START Input records

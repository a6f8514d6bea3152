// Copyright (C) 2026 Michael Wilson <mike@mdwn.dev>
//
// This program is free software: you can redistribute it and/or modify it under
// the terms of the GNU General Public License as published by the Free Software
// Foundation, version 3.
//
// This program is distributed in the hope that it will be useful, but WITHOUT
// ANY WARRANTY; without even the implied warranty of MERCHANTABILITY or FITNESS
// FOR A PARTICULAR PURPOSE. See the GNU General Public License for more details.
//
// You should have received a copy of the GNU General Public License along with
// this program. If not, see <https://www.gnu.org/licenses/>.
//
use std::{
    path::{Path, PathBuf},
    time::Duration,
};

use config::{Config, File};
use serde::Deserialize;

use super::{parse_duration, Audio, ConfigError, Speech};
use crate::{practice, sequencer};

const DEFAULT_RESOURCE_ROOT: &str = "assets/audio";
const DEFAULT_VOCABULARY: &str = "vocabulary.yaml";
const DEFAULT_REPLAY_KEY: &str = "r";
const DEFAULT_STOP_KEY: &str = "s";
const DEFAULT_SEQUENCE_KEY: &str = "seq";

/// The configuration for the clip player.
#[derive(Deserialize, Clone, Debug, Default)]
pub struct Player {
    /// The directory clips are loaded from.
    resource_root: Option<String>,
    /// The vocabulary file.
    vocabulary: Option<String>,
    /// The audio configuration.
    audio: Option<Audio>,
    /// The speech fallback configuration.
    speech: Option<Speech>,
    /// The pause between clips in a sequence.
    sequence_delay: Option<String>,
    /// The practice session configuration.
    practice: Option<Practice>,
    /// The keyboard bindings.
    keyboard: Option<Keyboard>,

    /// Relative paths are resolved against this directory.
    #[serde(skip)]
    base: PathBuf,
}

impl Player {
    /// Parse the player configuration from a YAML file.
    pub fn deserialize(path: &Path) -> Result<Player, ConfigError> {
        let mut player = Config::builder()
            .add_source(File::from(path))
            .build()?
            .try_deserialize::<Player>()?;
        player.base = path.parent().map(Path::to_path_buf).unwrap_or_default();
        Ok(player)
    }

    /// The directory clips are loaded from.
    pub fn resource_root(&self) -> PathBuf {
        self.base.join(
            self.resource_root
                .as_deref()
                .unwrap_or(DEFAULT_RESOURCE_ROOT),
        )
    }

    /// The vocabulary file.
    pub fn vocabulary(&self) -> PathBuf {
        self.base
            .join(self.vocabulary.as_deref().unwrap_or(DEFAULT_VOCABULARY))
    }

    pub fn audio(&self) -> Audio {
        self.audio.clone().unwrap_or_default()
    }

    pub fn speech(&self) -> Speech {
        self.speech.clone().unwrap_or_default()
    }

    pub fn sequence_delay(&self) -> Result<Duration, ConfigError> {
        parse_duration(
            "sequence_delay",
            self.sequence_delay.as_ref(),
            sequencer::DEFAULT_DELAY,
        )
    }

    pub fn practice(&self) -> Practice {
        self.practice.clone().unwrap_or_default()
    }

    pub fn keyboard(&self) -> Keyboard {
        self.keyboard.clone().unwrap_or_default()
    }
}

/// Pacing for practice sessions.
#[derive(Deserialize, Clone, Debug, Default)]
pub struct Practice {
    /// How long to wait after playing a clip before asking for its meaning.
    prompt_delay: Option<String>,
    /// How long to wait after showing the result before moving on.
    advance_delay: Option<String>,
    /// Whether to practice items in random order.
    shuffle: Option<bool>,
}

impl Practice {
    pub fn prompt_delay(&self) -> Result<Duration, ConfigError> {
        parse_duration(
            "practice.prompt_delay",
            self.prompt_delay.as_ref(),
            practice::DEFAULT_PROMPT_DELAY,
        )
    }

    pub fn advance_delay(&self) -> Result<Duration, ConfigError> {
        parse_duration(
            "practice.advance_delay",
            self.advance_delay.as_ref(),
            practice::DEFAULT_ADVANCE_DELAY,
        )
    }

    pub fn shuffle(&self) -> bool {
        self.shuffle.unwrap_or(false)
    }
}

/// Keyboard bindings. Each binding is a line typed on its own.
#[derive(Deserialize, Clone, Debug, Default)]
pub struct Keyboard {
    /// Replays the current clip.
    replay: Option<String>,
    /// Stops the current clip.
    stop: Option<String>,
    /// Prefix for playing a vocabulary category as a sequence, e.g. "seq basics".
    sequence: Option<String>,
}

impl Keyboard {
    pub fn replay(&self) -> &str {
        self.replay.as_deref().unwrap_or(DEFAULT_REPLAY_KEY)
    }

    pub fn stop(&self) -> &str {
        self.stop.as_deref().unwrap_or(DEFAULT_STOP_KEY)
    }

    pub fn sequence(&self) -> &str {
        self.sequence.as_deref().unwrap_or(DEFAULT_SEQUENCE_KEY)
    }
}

END Input records
START Input records

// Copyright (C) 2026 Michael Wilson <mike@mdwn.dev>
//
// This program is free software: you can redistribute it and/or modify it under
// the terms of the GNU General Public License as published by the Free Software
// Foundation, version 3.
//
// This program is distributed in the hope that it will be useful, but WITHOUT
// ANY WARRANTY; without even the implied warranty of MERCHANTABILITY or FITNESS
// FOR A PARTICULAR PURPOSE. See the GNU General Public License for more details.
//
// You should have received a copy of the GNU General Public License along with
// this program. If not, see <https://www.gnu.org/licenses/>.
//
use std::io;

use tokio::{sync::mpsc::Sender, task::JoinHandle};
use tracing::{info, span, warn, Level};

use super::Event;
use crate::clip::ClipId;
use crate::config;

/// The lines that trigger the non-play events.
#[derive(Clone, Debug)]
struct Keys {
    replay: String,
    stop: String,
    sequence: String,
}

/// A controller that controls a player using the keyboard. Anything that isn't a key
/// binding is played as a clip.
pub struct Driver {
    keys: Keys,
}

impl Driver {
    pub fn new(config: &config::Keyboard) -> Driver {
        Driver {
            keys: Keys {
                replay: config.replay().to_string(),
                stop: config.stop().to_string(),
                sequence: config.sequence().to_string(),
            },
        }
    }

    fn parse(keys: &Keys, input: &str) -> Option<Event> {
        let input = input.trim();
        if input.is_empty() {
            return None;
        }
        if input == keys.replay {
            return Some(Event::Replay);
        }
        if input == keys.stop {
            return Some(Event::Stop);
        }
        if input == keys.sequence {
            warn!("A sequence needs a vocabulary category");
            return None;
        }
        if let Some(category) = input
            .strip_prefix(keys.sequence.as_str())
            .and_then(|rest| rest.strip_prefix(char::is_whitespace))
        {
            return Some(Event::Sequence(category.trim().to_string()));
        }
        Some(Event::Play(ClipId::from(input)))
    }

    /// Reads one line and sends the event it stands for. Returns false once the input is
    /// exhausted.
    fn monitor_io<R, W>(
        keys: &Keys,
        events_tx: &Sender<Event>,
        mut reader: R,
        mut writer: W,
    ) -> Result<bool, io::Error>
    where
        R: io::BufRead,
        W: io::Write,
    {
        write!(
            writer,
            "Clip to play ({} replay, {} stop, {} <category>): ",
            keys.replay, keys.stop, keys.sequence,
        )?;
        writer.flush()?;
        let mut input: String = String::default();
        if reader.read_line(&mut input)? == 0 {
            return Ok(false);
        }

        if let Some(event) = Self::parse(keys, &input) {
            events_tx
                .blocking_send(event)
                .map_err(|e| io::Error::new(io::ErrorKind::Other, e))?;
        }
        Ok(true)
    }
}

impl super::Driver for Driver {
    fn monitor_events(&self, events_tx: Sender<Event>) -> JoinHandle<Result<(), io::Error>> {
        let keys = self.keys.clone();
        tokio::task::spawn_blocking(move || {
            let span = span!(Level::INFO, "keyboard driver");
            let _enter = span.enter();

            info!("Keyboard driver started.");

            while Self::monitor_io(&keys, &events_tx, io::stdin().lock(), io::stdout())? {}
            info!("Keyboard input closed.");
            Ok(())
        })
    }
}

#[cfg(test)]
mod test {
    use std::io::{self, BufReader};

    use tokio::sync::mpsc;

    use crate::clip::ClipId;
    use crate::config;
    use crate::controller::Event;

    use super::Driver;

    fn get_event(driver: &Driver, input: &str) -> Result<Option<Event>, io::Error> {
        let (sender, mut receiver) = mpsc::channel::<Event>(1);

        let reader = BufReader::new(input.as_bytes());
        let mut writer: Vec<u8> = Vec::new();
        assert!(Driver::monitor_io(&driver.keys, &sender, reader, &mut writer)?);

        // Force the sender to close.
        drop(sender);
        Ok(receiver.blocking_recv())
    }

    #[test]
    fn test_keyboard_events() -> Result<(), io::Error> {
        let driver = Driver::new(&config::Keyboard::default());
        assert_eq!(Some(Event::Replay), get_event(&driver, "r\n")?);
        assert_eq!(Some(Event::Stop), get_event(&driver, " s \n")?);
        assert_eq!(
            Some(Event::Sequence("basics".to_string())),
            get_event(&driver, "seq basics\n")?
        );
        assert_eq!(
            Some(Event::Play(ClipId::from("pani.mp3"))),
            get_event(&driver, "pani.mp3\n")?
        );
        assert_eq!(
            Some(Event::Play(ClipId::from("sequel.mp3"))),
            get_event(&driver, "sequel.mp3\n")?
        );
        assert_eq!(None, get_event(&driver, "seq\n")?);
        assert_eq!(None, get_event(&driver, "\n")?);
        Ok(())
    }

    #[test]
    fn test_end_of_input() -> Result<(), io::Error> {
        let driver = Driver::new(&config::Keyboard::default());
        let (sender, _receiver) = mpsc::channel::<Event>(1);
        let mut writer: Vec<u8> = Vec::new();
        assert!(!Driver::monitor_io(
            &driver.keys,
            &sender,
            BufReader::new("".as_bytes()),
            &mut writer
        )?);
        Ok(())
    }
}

END Input records
START Input records

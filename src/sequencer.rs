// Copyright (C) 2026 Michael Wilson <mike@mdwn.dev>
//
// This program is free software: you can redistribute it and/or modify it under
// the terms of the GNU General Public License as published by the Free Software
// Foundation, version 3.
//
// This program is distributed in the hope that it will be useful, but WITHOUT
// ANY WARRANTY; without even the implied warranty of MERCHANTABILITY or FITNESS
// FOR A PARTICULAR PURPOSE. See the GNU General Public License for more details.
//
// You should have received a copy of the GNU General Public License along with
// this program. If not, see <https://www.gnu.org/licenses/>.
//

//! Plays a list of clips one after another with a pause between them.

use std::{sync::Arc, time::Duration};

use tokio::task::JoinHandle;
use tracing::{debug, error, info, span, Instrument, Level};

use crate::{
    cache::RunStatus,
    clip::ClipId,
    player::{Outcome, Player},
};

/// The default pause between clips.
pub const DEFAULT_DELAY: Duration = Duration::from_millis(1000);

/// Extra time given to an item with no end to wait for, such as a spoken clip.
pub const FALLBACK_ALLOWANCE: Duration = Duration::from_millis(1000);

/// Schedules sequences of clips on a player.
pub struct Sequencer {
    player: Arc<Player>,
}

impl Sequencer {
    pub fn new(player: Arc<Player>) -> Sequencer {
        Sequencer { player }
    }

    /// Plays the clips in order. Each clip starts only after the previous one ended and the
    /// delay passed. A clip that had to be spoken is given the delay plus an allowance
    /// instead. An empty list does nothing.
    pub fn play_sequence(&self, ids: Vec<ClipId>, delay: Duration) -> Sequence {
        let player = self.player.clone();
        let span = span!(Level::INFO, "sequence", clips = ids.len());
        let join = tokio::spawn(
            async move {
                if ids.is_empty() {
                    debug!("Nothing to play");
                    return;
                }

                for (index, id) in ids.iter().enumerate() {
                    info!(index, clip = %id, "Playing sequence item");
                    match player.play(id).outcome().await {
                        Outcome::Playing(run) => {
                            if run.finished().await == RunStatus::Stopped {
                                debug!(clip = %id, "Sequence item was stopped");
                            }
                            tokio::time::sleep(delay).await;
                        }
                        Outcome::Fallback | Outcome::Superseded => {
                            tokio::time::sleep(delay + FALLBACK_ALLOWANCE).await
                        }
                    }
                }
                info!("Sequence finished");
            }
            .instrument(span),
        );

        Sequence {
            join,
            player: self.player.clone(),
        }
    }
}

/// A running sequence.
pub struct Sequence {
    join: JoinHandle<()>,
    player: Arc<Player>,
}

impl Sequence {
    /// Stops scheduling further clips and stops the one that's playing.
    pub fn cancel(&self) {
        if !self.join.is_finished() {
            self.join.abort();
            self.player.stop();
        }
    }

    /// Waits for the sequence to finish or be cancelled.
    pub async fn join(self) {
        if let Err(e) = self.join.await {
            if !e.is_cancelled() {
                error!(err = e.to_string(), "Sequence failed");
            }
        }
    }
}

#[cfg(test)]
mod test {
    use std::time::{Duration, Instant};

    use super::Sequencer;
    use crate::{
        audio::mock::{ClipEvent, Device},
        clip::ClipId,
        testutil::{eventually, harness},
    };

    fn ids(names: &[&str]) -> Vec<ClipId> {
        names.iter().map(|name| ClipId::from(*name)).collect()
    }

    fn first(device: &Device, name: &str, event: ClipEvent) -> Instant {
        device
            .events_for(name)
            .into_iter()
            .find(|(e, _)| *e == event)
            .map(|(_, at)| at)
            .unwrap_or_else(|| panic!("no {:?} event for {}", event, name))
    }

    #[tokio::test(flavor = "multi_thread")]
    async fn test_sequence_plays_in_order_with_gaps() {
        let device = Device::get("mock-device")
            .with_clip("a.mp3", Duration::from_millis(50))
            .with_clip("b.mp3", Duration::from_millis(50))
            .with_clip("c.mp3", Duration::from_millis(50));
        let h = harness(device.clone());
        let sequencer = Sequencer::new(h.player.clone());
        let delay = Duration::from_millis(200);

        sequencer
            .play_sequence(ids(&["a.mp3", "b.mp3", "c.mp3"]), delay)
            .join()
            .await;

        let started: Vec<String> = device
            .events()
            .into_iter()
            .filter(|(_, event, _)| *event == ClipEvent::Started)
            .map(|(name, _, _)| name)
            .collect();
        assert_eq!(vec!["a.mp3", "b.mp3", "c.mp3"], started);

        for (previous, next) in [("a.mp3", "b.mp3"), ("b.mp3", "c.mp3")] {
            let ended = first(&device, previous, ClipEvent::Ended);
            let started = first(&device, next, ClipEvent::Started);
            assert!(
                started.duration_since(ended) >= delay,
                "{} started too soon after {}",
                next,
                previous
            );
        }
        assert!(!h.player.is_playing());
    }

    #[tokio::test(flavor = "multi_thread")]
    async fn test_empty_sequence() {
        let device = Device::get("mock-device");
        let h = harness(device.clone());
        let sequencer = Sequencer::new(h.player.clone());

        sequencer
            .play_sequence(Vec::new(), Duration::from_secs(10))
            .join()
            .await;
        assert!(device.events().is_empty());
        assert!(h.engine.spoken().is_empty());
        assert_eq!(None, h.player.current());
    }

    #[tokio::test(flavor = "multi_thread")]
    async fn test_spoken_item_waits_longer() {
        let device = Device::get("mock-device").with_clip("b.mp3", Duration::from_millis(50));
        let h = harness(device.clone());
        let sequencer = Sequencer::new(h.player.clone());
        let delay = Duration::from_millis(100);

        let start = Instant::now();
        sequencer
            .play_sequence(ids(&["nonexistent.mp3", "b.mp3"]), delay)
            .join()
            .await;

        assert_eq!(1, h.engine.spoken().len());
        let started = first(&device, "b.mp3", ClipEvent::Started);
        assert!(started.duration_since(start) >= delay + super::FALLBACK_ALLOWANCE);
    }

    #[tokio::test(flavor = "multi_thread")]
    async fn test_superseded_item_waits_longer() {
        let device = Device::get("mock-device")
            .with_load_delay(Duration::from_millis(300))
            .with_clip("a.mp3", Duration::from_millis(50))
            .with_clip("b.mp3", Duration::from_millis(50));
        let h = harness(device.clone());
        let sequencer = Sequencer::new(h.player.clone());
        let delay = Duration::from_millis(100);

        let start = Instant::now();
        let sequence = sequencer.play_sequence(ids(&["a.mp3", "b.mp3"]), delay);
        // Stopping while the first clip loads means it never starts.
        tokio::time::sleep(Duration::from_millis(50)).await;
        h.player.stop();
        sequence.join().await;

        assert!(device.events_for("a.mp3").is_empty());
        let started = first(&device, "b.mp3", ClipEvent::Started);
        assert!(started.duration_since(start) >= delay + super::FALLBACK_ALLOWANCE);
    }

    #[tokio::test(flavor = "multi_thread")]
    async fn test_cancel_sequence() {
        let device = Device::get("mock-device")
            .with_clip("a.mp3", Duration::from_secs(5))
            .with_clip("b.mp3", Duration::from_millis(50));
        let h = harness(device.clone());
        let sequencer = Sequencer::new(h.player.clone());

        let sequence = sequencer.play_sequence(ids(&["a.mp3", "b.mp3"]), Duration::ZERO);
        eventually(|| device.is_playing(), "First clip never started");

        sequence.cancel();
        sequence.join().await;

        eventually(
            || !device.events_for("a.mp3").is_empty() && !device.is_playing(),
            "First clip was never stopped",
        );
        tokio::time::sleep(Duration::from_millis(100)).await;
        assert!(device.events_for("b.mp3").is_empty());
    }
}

END Input records

## Problem statement
Your answer must consist solely of the lines above between the line holding "repository a6f8514d6bea3152" and the line holding "a YAML file.", inclusive, copied exactly.

## Answer section
repository a6f8514d6bea3152
// Copyright (C) 2026 Michael Wilson <mike@mdwn.dev>
//
// This program is free software: you can redistribute it and/or modify it under
// the terms of the GNU General Public License as published by the Free Software
// Foundation, version 3.
//
// This program is distributed in the hope that it will be useful, but WITHOUT
// ANY WARRANTY; without even the implied warranty of MERCHANTABILITY or FITNESS
// FOR A PARTICULAR PURPOSE. See the GNU General Public License for more details.
//
// You should have received a copy of the GNU General Public License along with
// this program. If not, see <https://www.gnu.org/licenses/>.
//
use std::{
    path::{Path, PathBuf},
    time::Duration,
};

use config::{Config, File};
use serde::Deserialize;

use super::{parse_duration, Audio, ConfigError, Speech};
use crate::{practice, sequencer};

const DEFAULT_RESOURCE_ROOT: &str = "assets/audio";
const DEFAULT_VOCABULARY: &str = "vocabulary.yaml";
const DEFAULT_REPLAY_KEY: &str = "r";
const DEFAULT_STOP_KEY: &str = "s";
const DEFAULT_SEQUENCE_KEY: &str = "seq";

/// The configuration for the clip player.
#[derive(Deserialize, Clone, Debug, Default)]
pub struct Player {
    /// The directory clips are loaded from.
    resource_root: Option<String>,
    /// The vocabulary file.
    vocabulary: Option<String>,
    /// The audio configuration.
    audio: Option<Audio>,
    /// The speech fallback configuration.
    speech: Option<Speech>,
    /// The pause between clips in a sequence.
    sequence_delay: Option<String>,
    /// The practice session configuration.
    practice: Option<Practice>,
    /// The keyboard bindings.
    keyboard: Option<Keyboard>,

    /// Relative paths are resolved against this directory.
    #[serde(skip)]
    base: PathBuf,
}

impl Player {
    /// Parse the player configuration from a YAML file.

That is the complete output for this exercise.